● **Stored data entries**
--- START ---
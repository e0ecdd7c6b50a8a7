//! # rdpd-core
//!
//! Server side of the Remote Desktop Protocol connection sequence, from
//! the first X.224 Connection Request to an active session.
//!
//! This crate contains:
//! - **Wire layers**: `iso` (TPKT/X.224), `mcs` (T.125 with BER/PER),
//!   `sec` (GCC, standard RDP security, FIPS, Client Info, licensing),
//!   `fastpath`, `rdp` (share control, capabilities, MPPC) and `channel`
//!   (static channels and drdynvc)
//! - **Session**: `ServerSession`, a sans-IO state machine driving all
//!   layers for one client
//! - **Codec**: `RdpFrameCodec` splitting TPKT and fastpath frames for
//!   `tokio_util`
//! - **Network**: `Connection`, the async driver with TLS upgrade and a
//!   command channel
//! - **Config**: `ServerConfig`, `ServerKeys`, `ServerContext`
//! - **Error**: `RdpError`, a `thiserror`-based error hierarchy

pub mod channel;
pub mod client_info;
pub mod codec;
pub mod config;
pub mod error;
pub mod events;
pub mod fastpath;
pub mod iso;
pub mod mcs;
pub mod network;
pub mod rdp;
pub mod sec;
pub mod session;
pub mod stream;
pub mod unicode;

// ── Re-exports for ergonomic usage ───────────────────────────────

pub use client_info::{ClientInfo, CompressionType, LogonInfo, MonitorInfo};
pub use codec::RdpFrameCodec;
pub use config::{CryptLevel, FastpathMode, SecurityLayer, ServerConfig, ServerContext, ServerKeys};
pub use error::{RdpError, Result};
pub use events::{DisconnectReason, InputEvent, NullSink, Rect, SessionEventSink, UpdateKind};
pub use network::{BoxedStream, CommandSender, Connection, SessionCommand, SessionHandle, TlsUpgrade};
pub use rdp::Redirection;
pub use session::{ServerSession, SessionOutcome, SessionPhase};
pub use stream::WireBuffer;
--- END ---
● **Exercise directions**
Return exactly the lines above from the line that has "ergonomic usage ───────────────────────────────" through the line that has "pub use codec::RdpFrameCodec;", inclusive, and nothing else.

● **Response area**
// ── Re-exports for ergonomic usage ───────────────────────────────

pub use client_info::{ClientInfo, CompressionType, LogonInfo, MonitorInfo};
pub use codec::RdpFrameCodec;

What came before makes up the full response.